The Dev...Ops Paradox
A paradox is a statement that, despite apparently valid reasoning from true premises, leads to a seemingly self-contradictory or a logically unacceptable conclusion - Wikipedia
Most traditional enterprise IT organisation have their development (level 3) and operations (level 2) departments separate. This has been the best laid plan for many organisations for decades, and for the most part has been a tried and tested approach.
This article is a simple observation of the paradox of this approach in relation to the desire to prioritise speed to value and reliability of a system.
Motivation
Every Ops team needs certain information to do their job well. They need to know when there is a failure and where that failure is originating from, for example; is it a failure within the system or with an external dependency? Their job is to keep the system operating and if there is a failure, get the mean time to resolution (MTTR) as low as possible. The Ops team's motivation is clear... Reliability.
Every Dev team goal is clear as well. Build features, deliver value, fast, then repeat! They are not typically rewarded for reliability of their system they are building. Reasons for this can range from the fact they are working on a system that hasn't reached production yet or for a production system the manager in charge of development (new features) is not the same manager in charge of operations (reliability). The Dev team's motivation is clear... More value.
Ability
We have established what the Ops team needs to do their job well but who is best placed to do it? Who is best placed to define failure modes and monitoring, to create alerts and dashboards? It's typically the Dev team, not the Ops team;
- Dev team already have access to and knowledge of the code. It's quicker for them to add logging, error handling, alerting than someone else. Oh, and not to mention they are already in the code writing features!

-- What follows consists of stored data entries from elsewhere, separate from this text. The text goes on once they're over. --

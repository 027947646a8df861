use std::fs;
use std::path::PathBuf;
use std::process::{Command, Output};

const CLEAN: &str = "function foo() {\n  var a;\n  a = 1;\n}\n";
const LATE_VAR: &str = "function foo() {\n  g();\n  var a;\n}\n";

fn write_js(name: &str, code: &str) -> PathBuf {
    let dir = std::env::temp_dir().join(format!("vars-on-top-cli-{}", std::process::id()));
    fs::create_dir_all(&dir).unwrap();
    let path = dir.join(name);
    fs::write(&path, code).unwrap();
    path
}

fn run(args: &[&str]) -> Output {
    Command::new(env!("CARGO_BIN_EXE_vars-on-top"))
        .args(args)
        .env_remove("RUST_LOG")
        .output()
        .unwrap()
}

fn stdout(out: &Output) -> String {
    String::from_utf8_lossy(&out.stdout).into_owned()
}

fn stderr(out: &Output) -> String {
    String::from_utf8_lossy(&out.stderr).into_owned()
}

#[test]
fn no_arguments_is_a_usage_error() {
    let out = run(&[]);
    assert_eq!(out.status.code(), Some(2));
    assert!(stderr(&out).contains("Usage:"));
}

#[test]
fn unknown_option_is_a_usage_error() {
    let clean = write_js("unknown_option.js", CLEAN);
    let out = run(&["--jsn", clean.to_str().unwrap()]);
    assert_eq!(out.status.code(), Some(2));
    assert!(stderr(&out).contains("Usage:"));
}

#[test]
fn clean_file_exits_zero() {
    let clean = write_js("clean.js", CLEAN);
    let out = run(&[clean.to_str().unwrap()]);
    assert_eq!(out.status.code(), Some(0));
    assert!(stdout(&out).is_empty());
}

#[test]
fn violation_exits_one_with_rendered_line() {
    let bad = write_js("late_var.js", LATE_VAR);
    let path = bad.to_str().unwrap();
    let out = run(&[path]);
    assert_eq!(out.status.code(), Some(1));
    assert_eq!(
        stdout(&out).trim_end(),
        format!(
            "{}:1:1: All \"var\" declarations must be at the top of the function scope. [FunctionDeclaration]",
            path
        )
    );
}

#[test]
fn unreadable_file_does_not_stop_the_rest() {
    let bad = write_js("after_missing.js", LATE_VAR);
    let missing = bad.with_file_name("does_not_exist.js");
    let out = run(&[missing.to_str().unwrap(), bad.to_str().unwrap()]);
    assert_eq!(out.status.code(), Some(1));
    assert!(stderr(&out).contains("does_not_exist.js"));
    assert!(stdout(&out).contains("after_missing.js:1:1:"));
}

#[test]
fn json_output() {
    let clean = write_js("json_clean.js", CLEAN);
    let out = run(&["--json", clean.to_str().unwrap()]);
    assert_eq!(out.status.code(), Some(0));
    assert_eq!(stdout(&out).trim(), "[]");

    let bad = write_js("json_bad.js", LATE_VAR);
    let out = run(&["--json", bad.to_str().unwrap()]);
    assert_eq!(out.status.code(), Some(1));
    let v: serde_json::Value = serde_json::from_str(&stdout(&out)).unwrap();
    assert_eq!(v[0]["node"], "FunctionDeclaration");
    assert_eq!(v[0]["line"], 1);
}
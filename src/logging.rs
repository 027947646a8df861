//! Logging setup for the `vars-on-top` binary and tests.
//!
//! Levels are used as follows: `warn!` for files that could not be parsed,
//! `info!` for per-file summaries, `debug!` for each reported node.
//! `RUST_LOG` overrides the default `warn` filter, e.g.
//! `RUST_LOG=vars_on_top::walker=debug vars-on-top app.js`.

use std::sync::Once;

static INIT: Once = Once::new();

/// Install the logger, honouring `RUST_LOG`. Later calls are no-ops.
pub fn init() {
    INIT.call_once(|| {
        env_logger::Builder::from_env(env_logger::Env::default().default_filter_or("warn")).init();
    });
}

/// Test-friendly logger, also honouring `RUST_LOG`. Never panics if one is
/// already installed.
pub fn init_test() {
    let _ = env_logger::Builder::from_env(env_logger::Env::default().default_filter_or("warn"))
        .is_test(true)
        .try_init();
}
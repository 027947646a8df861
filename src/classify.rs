use oxc_ast::ast::Statement;

/// Syntactic category of a single statement.
///
/// Only `VariableDeclaration` matters to the rule; the rest exist so that
/// positions in a statement list can be tracked.
#[derive(Debug, Clone, Copy, PartialEq, Eq, Hash)]
pub enum StatementTag {
    VariableDeclaration,
    Block,
    Break,
    Continue,
    Debugger,
    DoWhile,
    Empty,
    Expression,
    ForIn,
    ForOf,
    For,
    If,
    Labeled,
    Return,
    Switch,
    Throw,
    Try,
    While,
    With,
    FunctionDeclaration,
    ClassDeclaration,
    ModuleDeclaration,
    TypeScriptDeclaration,
}

impl StatementTag {
    pub fn of(stmt: &Statement<'_>) -> Self {
        match stmt {
            Statement::VariableDeclaration(_) => Self::VariableDeclaration,
            Statement::BlockStatement(_) => Self::Block,
            Statement::BreakStatement(_) => Self::Break,
            Statement::ContinueStatement(_) => Self::Continue,
            Statement::DebuggerStatement(_) => Self::Debugger,
            Statement::DoWhileStatement(_) => Self::DoWhile,
            Statement::EmptyStatement(_) => Self::Empty,
            Statement::ExpressionStatement(_) => Self::Expression,
            Statement::ForInStatement(_) => Self::ForIn,
            Statement::ForOfStatement(_) => Self::ForOf,
            Statement::ForStatement(_) => Self::For,
            Statement::IfStatement(_) => Self::If,
            Statement::LabeledStatement(_) => Self::Labeled,
            Statement::ReturnStatement(_) => Self::Return,
            Statement::SwitchStatement(_) => Self::Switch,
            Statement::ThrowStatement(_) => Self::Throw,
            Statement::TryStatement(_) => Self::Try,
            Statement::WhileStatement(_) => Self::While,
            Statement::WithStatement(_) => Self::With,
            Statement::FunctionDeclaration(_) => Self::FunctionDeclaration,
            Statement::ClassDeclaration(_) => Self::ClassDeclaration,
            _ if stmt.is_module_declaration() => Self::ModuleDeclaration,
            _ => Self::TypeScriptDeclaration,
        }
    }

    pub fn is_declaration(self) -> bool {
        self == Self::VariableDeclaration
    }

    /// ESTree node type name. The two catch-all tags have no single ESTree
    /// counterpart and use a group name instead.
    pub fn name(self) -> &'static str {
        match self {
            Self::VariableDeclaration => "VariableDeclaration",
            Self::Block => "BlockStatement",
            Self::Break => "BreakStatement",
            Self::Continue => "ContinueStatement",
            Self::Debugger => "DebuggerStatement",
            Self::DoWhile => "DoWhileStatement",
            Self::Empty => "EmptyStatement",
            Self::Expression => "ExpressionStatement",
            Self::ForIn => "ForInStatement",
            Self::ForOf => "ForOfStatement",
            Self::For => "ForStatement",
            Self::If => "IfStatement",
            Self::Labeled => "LabeledStatement",
            Self::Return => "ReturnStatement",
            Self::Switch => "SwitchStatement",
            Self::Throw => "ThrowStatement",
            Self::Try => "TryStatement",
            Self::While => "WhileStatement",
            Self::With => "WithStatement",
            Self::FunctionDeclaration => "FunctionDeclaration",
            Self::ClassDeclaration => "ClassDeclaration",
            Self::ModuleDeclaration => "ModuleDeclaration",
            Self::TypeScriptDeclaration => "TSDeclaration",
        }
    }
}

pub fn classify(statements: &[Statement<'_>]) -> Vec<StatementTag> {
    statements.iter().map(StatementTag::of).collect()
}

/// True when any statement in the list declares variables.
pub fn has_declaration(tags: &[StatementTag]) -> bool {
    tags.iter().any(|tag| tag.is_declaration())
}

/// True when every declaration sits in an uninterrupted run at the front of
/// the list.
///
/// With `last` the index of the final declaration and `count` the number of
/// declarations, this holds iff `count > last`. Lists without declarations
/// hold trivially (`0 > -1`).
pub fn declarations_on_top(tags: &[StatementTag]) -> bool {
    let last = tags
        .iter()
        .rposition(|tag| tag.is_declaration())
        .map_or(-1, |i| i as isize);
    let count = tags.iter().filter(|tag| tag.is_declaration()).count() as isize;
    count > last
}
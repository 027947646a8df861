use std::path::Path;

use anyhow::Result;
use log::{info, warn};
use oxc_allocator::Allocator;
use oxc_parser::Parser;
use oxc_span::SourceType;

use crate::report::Diagnostic;
use crate::walker::check_program;

/// Source type for a file, from its extension. Anything unrecognised is
/// treated as a JavaScript module.
pub fn source_type_for(path: &Path) -> SourceType {
    SourceType::from_path(path).unwrap_or_else(|_| SourceType::mjs())
}

pub fn parse_and_check(code: &str, source_type: SourceType) -> Result<Vec<Diagnostic>> {
    let alloc = Allocator::default();
    let parser = Parser::new(&alloc, code, source_type);
    let ret = parser.parse();
    if ret.panicked || !ret.errors.is_empty() {
        warn!("{} parse error(s)", ret.errors.len());
        anyhow::bail!("Parse errors: {:?}", ret.errors);
    }
    let diagnostics = check_program(&ret.program);
    info!(
        "checked {} top-level statements, {} diagnostic(s)",
        ret.program.body.len(),
        diagnostics.len()
    );
    Ok(diagnostics)
}

#[cfg(test)]
mod tests {
    use super::*;

    #[test]
    fn source_type_follows_extension() {
        assert!(source_type_for(Path::new("a.ts")).is_typescript());
        assert!(source_type_for(Path::new("a.js")).is_javascript());
        assert!(source_type_for(Path::new("README")).is_javascript());
    }

    #[test]
    fn parse_errors_are_returned() {
        let err = parse_and_check("function (", SourceType::mjs()).unwrap_err();
        assert!(err.to_string().starts_with("Parse errors"));
    }

    #[test]
    fn clean_source_has_no_diagnostics() {
        let diags = parse_and_check("function f() { var a; a = 1; }", SourceType::mjs()).unwrap();
        assert!(diags.is_empty());
    }
}
use std::ops::{Deref, DerefMut};

use crate::protocol::{NodeId, TransferId};

/// A decoded request as handed to a server's handler. Dereferences to the request itself.
#[derive(Clone, Debug)]
pub struct ReceivedRequest<R> {
    request: R,
    source_node_id: NodeId,
    transfer_id: TransferId,
}

impl<R> ReceivedRequest<R> {
    pub(crate) fn new(request: R, source_node_id: NodeId, transfer_id: TransferId) -> Self {
        ReceivedRequest {
            request,
            source_node_id,
            transfer_id,
        }
    }

    /// The node the request came from, and the response will go to
    pub fn source_node_id(&self) -> NodeId {
        self.source_node_id
    }

    pub fn transfer_id(&self) -> TransferId {
        self.transfer_id
    }
}

impl<R> Deref for ReceivedRequest<R> {
    type Target = R;

    fn deref(&self) -> &R {
        &self.request
    }
}

/// The response a server's handler fills in. Dereferences to the response itself.
///
/// Sending is enabled by default. A handler that disables it makes the server stay silent for
/// this request; the caller will see a timeout.
#[derive(Clone, Debug)]
pub struct ServiceResponse<R> {
    response: R,
    enabled: bool,
}

impl<R: Default> ServiceResponse<R> {
    pub(crate) fn new() -> Self {
        ServiceResponse {
            response: R::default(),
            enabled: true,
        }
    }
}

impl<R> ServiceResponse<R> {
    pub fn set_response_enabled(&mut self, enabled: bool) {
        self.enabled = enabled;
    }

    pub fn is_response_enabled(&self) -> bool {
        self.enabled
    }
}

impl<R> Deref for ServiceResponse<R> {
    type Target = R;

    fn deref(&self) -> &R {
        &self.response
    }
}

impl<R> DerefMut for ServiceResponse<R> {
    fn deref_mut(&mut self) -> &mut R {
        &mut self.response
    }
}
use crate::protocol::{Frame, TransferKind};

pub fn frame_to_string(frame: &Frame) -> String {
    let kind = match frame.kind {
        TransferKind::Request => "REQ",
        TransferKind::Response => "RSP",
    };
    format!(
        "{:>3} -> {:<3} {} #{:<3} tid {:<2} ({}) {}",
        frame.source.get(),
        frame.destination.get(),
        kind,
        frame.data_type_id.0,
        frame.transfer_id.get(),
        &frame.payload,
        hex::encode(frame.payload.as_slice())
    )
}
//! Service types used by the simulator and the tests.

use crate::protocol::ServiceType;

/// Answers a string with a string
pub struct StringService;

#[derive(Clone, Deserialize, Serialize, PartialEq, Debug, Default)]
pub struct StringRequest {
    pub string_request: String,
}

#[derive(Clone, Deserialize, Serialize, PartialEq, Debug, Default)]
pub struct StringResponse {
    pub string_response: String,
}

impl ServiceType for StringService {
    const FULL_NAME: &'static str = "root_ns_a.StringService";
    const DEFAULT_DATA_TYPE_ID: u16 = 200;

    type Request = StringRequest;
    type Response = StringResponse;
}

/// Carries nothing either way. Useful as a ping.
pub struct EmptyService;

#[derive(Clone, Deserialize, Serialize, PartialEq, Debug, Default)]
pub struct EmptyRequest {}

#[derive(Clone, Deserialize, Serialize, PartialEq, Debug, Default)]
pub struct EmptyResponse {}

impl ServiceType for EmptyService {
    const FULL_NAME: &'static str = "root_ns_a.EmptyService";
    const DEFAULT_DATA_TYPE_ID: u16 = 201;

    type Request = EmptyRequest;
    type Response = EmptyResponse;
}
use std::cell::RefCell;
use std::rc::{Rc, Weak};
use std::time::Duration;

use super::pending::*;
use super::result::*;
use crate::err::*;
use crate::node::dispatcher::{ListenerId, ResponseListener};
use crate::node::Node;
use crate::protocol::*;
use crate::transport::cbor_codec;

struct ClientState<S: ServiceType, const N: usize> {
    callback: Option<ServiceCallback<S>>,
    request_timeout: Duration,
    data_type_id: Option<DataTypeId>,
    pending: PendingCallTable<N>,
}

/// The lifecycle engine behind a `ServiceClient`.
///
/// Every pending call holds one response listener slot and one transfer ID on the node. Both
/// are given back exactly once: on completion, on expiry, or in `release_all` when the client
/// is dropped. The client is attached to the node's dispatcher exactly while it has pending
/// calls.
pub(crate) struct ClientCore<S: ServiceType, const N: usize> {
    node: Node,
    listener_id: ListenerId,
    self_ref: Weak<ClientCore<S, N>>,
    state: RefCell<ClientState<S, N>>,
}

impl<S: ServiceType, const N: usize> ClientCore<S, N> {
    pub(crate) fn new(node: &Node, request_timeout: Duration) -> Rc<Self> {
        let listener_id = node.next_listener_id();
        Rc::new_cyclic(|self_ref| ClientCore {
            node: node.clone(),
            listener_id,
            self_ref: self_ref.clone(),
            state: RefCell::new(ClientState {
                callback: None,
                request_timeout,
                data_type_id: None,
                pending: PendingCallTable::new(),
            }),
        })
    }

    pub(crate) fn set_callback(&self, callback: ServiceCallback<S>) {
        self.state.borrow_mut().callback = Some(callback);
    }

    pub(crate) fn callback(&self) -> Option<ServiceCallback<S>> {
        self.state.borrow().callback.clone()
    }

    pub(crate) fn set_request_timeout(&self, request_timeout: Duration) {
        self.state.borrow_mut().request_timeout = request_timeout;
    }

    pub(crate) fn request_timeout(&self) -> Duration {
        self.state.borrow().request_timeout
    }

    pub(crate) fn num_pending_calls(&self) -> usize {
        self.state.borrow().pending.len()
    }

    pub(crate) fn is_pending(&self, call_id: CallId) -> bool {
        self.state.borrow().pending.contains(call_id)
    }

    pub(crate) fn call(&self, server_node_id: NodeId, request: &S::Request) -> ServiceResult<CallId> {
        if !server_node_id.is_unicast() || server_node_id == self.node.node_id() {
            return Err(ServiceError::InvalidNodeId(server_node_id.get()));
        }

        let request_timeout = {
            let state = self.state.borrow();
            if state.callback.is_none() {
                return Err(ServiceError::CallbackNotSet);
            }
            if state.pending.is_full() {
                return Err(ServiceError::PendingTableFull(N));
            }
            state.request_timeout
        };

        let data_type_id = self.node.data_type_id::<S>()?;
        let payload = cbor_codec::ser(request)?;
        let transfer_id = self.node.allocate_transfer_id(data_type_id, server_node_id)?;
        let call_id = CallId {
            server_node_id,
            transfer_id,
        };

        if let Err(e) = self.node.send_request(server_node_id, data_type_id, transfer_id, payload) {
            self.node.release_transfer_id(data_type_id, server_node_id, transfer_id);
            warn!("{} call to {} not submitted: {}", S::FULL_NAME, server_node_id, e);
            return Err(e);
        }

        let deadline = self.node.now() + request_timeout;
        let was_idle = {
            let mut state = self.state.borrow_mut();
            let was_idle = state.pending.is_empty();
            if let Err(e) = state.pending.insert(PendingCall { call_id, deadline }) {
                drop(state);
                self.node.release_transfer_id(data_type_id, server_node_id, transfer_id);
                return Err(e);
            }
            state.data_type_id = Some(data_type_id);
            was_idle
        };

        self.node.register_call(data_type_id);
        if was_idle {
            let listener: Weak<dyn ResponseListener> = self.self_ref.clone();
            self.node.attach_client(self.listener_id, data_type_id, listener);
        }

        debug!(
            "{} call {} issued, deadline {:?}",
            S::FULL_NAME,
            call_id,
            deadline
        );
        Ok(call_id)
    }

    /// Give back every resource held by pending calls without reporting them
    pub(crate) fn release_all(&self) {
        let data_type_id = self.state.borrow().data_type_id;
        let mut abandoned = 0;

        loop {
            let call = self.state.borrow_mut().pending.take_any();
            let (call, data_type_id) = match (call, data_type_id) {
                (Some(call), Some(data_type_id)) => (call, data_type_id),
                _ => break,
            };
            self.node.release_call(data_type_id, call.call_id.server_node_id, call.call_id.transfer_id);
            abandoned += 1;
        }

        self.node.detach_client(self.listener_id);

        if abandoned > 0 {
            debug!("{} client dropped, {} pending calls abandoned", S::FULL_NAME, abandoned);
        }
    }

    /// Bookkeeping shared by completion and expiry. Runs after the call has left the table and
    /// before the callback sees the result.
    fn end_call(&self, data_type_id: DataTypeId, call_id: CallId, now_idle: bool) {
        self.node.release_call(data_type_id, call_id.server_node_id, call_id.transfer_id);
        if now_idle {
            self.node.detach_client(self.listener_id);
        }
    }

    fn deliver(&self, callback: Option<ServiceCallback<S>>, result: ServiceCallResult<S>) {
        debug!("{}", result);
        match callback {
            Some(callback) => callback.invoke(&result),
            None => warn!("{} result dropped, no callback: {}", S::FULL_NAME, result),
        }
    }
}

impl<S: ServiceType, const N: usize> ResponseListener for ClientCore<S, N> {
    fn handle_response(&self, frame: &Frame) -> bool {
        let call_id = CallId {
            server_node_id: frame.source,
            transfer_id: frame.transfer_id,
        };

        let data_type_id = {
            let state = self.state.borrow();
            match state.data_type_id {
                Some(data_type_id) if state.pending.contains(call_id) => data_type_id,
                _ => return false,
            }
        };

        let response: S::Response = match cbor_codec::deser(frame.payload.as_slice()) {
            Ok(response) => response,
            Err(e) => {
                // the call stays pending and will time out
                warn!("{} response for {} dropped: {}", S::FULL_NAME, call_id, e);
                return true;
            }
        };

        let (callback, now_idle) = {
            let mut state = self.state.borrow_mut();
            state.pending.remove(call_id);
            (state.callback.clone(), state.pending.is_empty())
        };

        self.end_call(data_type_id, call_id, now_idle);
        self.deliver(callback, ServiceCallResult::Success { call_id, response });
        true
    }

    fn expire(&self, now: Duration) {
        loop {
            let expired = {
                let mut state = self.state.borrow_mut();
                match (state.pending.take_expired(now), state.data_type_id) {
                    (Some(call), Some(data_type_id)) => {
                        Some((call, data_type_id, state.callback.clone(), state.pending.is_empty()))
                    }
                    _ => None,
                }
            };

            let (call, data_type_id, callback, now_idle) = match expired {
                Some(expired) => expired,
                None => return,
            };

            self.end_call(data_type_id, call.call_id, now_idle);
            self.deliver(callback, ServiceCallResult::ErrorTimeout { call_id: call.call_id });
        }
    }
}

- Dev team built the system. They know all the details of the business logic, acceptance criteria and what the failure modes are.
The Paradox
So by keeping the Dev team and the Ops team separate we have created;
- One team that is motivated to "fix the things" and reduce MTTR but without context and ability to build the tools to achieve this goal... Ops.
- One team that has the context and ability to build the tools to reduce MTTR and in turn enable a more reliable system but without the motivation to do so... Dev.
Therefore, the traditional Dev level 3 and Ops level 2 teams valid reasoning from a once true premises, has lead to a seemingly self-contradictory conclusion.
Conclusion
Want to stop the cycle and increase reliability of your system therefore giving you confidence to deliver value faster? Try giving your Ops responsibilities to your Dev team and see what amazing improvements they come up with!
Need some more convincing on how a DevOps mindset improves speed and reliability?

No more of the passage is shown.